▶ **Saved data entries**
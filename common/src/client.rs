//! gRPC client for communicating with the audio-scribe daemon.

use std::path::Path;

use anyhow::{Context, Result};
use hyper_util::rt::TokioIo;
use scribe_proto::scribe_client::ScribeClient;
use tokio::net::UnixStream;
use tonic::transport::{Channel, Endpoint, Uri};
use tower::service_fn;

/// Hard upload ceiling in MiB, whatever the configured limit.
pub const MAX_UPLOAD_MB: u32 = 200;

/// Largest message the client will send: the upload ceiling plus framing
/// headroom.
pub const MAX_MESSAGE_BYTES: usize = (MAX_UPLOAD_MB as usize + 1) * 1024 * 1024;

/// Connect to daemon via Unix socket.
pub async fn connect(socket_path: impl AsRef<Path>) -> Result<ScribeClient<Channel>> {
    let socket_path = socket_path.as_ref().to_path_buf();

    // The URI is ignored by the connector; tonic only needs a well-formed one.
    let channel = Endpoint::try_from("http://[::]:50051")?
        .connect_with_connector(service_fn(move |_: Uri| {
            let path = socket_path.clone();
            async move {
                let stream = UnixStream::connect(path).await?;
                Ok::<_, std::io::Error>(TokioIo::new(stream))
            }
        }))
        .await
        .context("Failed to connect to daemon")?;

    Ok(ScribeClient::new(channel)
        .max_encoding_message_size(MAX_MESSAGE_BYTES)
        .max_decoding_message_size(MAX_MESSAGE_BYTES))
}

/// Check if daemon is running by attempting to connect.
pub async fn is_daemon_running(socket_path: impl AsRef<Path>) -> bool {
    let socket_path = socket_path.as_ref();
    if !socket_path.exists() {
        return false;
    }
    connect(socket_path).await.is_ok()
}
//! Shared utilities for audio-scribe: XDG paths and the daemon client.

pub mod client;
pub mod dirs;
==
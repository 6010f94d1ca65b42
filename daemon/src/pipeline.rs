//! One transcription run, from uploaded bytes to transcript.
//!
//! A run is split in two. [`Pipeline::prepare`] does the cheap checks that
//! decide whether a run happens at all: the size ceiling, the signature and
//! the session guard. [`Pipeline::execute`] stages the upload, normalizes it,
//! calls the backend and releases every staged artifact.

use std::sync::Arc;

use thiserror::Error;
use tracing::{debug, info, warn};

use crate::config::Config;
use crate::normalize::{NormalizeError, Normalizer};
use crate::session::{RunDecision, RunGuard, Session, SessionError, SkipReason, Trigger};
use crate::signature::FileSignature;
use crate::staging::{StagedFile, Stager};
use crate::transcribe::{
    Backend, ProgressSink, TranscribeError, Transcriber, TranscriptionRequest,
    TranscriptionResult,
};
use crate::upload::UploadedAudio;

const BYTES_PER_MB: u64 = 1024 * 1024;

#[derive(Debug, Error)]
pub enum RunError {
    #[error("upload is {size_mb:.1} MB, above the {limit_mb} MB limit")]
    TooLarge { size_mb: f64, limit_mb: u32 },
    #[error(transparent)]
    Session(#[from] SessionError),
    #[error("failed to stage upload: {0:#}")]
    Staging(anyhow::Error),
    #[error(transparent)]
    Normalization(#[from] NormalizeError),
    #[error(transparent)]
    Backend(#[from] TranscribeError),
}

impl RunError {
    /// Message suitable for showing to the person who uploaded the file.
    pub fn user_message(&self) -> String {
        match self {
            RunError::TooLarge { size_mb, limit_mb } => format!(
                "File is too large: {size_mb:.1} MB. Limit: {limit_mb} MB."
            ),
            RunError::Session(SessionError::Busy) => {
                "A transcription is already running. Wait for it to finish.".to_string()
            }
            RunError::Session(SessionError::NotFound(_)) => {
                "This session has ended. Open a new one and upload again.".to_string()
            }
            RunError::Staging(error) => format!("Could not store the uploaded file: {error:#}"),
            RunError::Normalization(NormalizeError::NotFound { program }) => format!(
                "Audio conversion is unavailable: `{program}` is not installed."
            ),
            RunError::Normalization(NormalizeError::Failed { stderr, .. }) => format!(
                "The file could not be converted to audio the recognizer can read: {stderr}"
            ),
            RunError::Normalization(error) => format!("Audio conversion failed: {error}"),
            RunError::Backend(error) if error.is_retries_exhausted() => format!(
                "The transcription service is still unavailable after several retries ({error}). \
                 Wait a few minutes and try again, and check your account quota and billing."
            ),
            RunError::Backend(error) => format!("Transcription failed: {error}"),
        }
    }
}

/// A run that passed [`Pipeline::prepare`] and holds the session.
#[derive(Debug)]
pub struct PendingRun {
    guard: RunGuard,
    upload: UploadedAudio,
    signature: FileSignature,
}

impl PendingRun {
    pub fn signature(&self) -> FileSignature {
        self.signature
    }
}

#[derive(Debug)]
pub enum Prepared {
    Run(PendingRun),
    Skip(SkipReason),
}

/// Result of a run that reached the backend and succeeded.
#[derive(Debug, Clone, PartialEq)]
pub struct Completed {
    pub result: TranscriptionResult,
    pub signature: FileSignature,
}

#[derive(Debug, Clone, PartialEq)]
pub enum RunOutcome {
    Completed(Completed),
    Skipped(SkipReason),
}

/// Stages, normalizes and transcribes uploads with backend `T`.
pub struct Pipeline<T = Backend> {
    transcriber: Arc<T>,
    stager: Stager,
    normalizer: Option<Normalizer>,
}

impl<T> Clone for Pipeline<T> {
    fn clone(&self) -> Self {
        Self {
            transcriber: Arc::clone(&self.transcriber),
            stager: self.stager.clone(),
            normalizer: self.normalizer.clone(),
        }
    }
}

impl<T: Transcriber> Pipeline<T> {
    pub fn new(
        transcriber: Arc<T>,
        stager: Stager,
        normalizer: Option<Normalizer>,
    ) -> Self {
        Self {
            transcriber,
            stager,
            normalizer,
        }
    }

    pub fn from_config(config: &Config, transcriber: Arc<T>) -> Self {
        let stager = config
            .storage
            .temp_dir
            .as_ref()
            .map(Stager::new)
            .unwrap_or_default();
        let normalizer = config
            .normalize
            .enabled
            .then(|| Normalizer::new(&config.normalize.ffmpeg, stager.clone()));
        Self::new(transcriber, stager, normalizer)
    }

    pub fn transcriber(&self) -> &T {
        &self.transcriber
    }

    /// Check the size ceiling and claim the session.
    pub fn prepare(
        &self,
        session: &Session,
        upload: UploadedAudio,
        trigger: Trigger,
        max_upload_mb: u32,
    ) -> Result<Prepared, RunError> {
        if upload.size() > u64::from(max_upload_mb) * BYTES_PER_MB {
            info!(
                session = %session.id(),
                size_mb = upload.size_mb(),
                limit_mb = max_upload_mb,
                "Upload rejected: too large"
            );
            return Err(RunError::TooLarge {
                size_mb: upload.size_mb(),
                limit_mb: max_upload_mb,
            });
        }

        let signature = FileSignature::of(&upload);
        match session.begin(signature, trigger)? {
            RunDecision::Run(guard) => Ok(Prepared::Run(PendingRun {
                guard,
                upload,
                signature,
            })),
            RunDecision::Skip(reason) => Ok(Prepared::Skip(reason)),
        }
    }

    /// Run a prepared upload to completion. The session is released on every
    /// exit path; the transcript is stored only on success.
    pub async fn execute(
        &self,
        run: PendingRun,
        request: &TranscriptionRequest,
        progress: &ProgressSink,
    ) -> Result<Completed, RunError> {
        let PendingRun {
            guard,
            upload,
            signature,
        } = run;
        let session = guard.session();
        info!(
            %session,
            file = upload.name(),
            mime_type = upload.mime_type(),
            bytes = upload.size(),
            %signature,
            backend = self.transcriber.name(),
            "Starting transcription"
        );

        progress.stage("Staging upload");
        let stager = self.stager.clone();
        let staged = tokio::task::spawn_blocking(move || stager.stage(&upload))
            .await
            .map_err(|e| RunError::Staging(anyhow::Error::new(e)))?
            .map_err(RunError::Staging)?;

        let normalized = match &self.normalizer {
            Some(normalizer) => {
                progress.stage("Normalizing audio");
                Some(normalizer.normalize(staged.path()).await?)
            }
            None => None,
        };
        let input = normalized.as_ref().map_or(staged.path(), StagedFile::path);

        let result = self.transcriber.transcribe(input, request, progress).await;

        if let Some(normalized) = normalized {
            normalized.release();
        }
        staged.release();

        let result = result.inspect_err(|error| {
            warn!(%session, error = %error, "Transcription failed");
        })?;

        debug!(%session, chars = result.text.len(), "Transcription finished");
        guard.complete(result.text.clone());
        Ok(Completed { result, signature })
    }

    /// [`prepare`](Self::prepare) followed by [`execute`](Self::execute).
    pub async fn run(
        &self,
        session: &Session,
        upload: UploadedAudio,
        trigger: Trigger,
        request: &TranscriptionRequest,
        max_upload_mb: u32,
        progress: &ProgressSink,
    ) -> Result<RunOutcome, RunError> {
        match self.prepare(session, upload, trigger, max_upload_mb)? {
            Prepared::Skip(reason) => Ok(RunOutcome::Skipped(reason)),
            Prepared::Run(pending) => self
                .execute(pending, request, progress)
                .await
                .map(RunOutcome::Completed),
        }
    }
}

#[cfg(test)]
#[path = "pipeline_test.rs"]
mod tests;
* * *
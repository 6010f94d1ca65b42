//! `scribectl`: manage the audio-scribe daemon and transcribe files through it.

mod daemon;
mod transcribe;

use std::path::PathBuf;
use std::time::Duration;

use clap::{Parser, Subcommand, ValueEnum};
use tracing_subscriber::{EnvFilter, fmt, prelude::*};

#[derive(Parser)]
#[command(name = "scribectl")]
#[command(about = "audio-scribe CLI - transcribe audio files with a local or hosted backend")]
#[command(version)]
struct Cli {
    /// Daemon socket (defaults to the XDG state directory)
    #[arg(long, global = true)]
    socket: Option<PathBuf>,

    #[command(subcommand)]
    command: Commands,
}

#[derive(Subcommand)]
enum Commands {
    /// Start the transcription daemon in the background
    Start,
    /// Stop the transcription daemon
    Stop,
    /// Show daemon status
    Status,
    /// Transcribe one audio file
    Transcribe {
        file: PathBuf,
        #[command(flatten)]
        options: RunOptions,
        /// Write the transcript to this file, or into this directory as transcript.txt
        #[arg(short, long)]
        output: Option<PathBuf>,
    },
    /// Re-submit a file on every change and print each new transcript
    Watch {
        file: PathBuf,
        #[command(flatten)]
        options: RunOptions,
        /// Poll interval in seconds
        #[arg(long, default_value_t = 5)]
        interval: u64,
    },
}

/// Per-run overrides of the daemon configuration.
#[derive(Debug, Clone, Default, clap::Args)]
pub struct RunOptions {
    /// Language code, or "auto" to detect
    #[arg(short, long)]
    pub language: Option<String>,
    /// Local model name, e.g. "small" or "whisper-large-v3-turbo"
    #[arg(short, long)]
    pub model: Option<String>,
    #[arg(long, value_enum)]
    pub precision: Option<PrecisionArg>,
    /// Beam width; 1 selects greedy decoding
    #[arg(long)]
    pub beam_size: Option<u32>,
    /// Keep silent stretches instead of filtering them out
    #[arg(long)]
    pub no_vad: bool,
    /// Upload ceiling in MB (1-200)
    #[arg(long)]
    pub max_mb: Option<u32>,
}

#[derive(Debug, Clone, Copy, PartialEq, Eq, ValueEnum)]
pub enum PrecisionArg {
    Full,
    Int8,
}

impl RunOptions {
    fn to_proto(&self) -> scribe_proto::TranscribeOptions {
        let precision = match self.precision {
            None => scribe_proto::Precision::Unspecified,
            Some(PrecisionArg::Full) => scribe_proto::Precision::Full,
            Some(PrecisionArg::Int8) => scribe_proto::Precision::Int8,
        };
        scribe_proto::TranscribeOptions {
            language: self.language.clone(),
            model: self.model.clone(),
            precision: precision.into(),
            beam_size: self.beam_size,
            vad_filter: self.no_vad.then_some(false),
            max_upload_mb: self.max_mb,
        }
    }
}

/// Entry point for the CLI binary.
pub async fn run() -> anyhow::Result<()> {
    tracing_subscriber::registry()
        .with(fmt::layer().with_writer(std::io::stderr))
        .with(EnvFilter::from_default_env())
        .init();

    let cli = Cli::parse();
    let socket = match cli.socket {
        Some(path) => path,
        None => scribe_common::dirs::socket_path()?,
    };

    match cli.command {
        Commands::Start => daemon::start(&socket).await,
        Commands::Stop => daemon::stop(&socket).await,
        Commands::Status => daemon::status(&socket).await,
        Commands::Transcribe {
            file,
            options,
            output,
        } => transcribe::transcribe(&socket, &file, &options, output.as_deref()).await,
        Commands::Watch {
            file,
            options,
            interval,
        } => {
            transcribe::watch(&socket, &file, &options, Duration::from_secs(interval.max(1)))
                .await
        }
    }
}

▶ **Task requirements**
Number of lines above containing the word "Skipped": state it and add nothing else.

▶ **Answer box**
2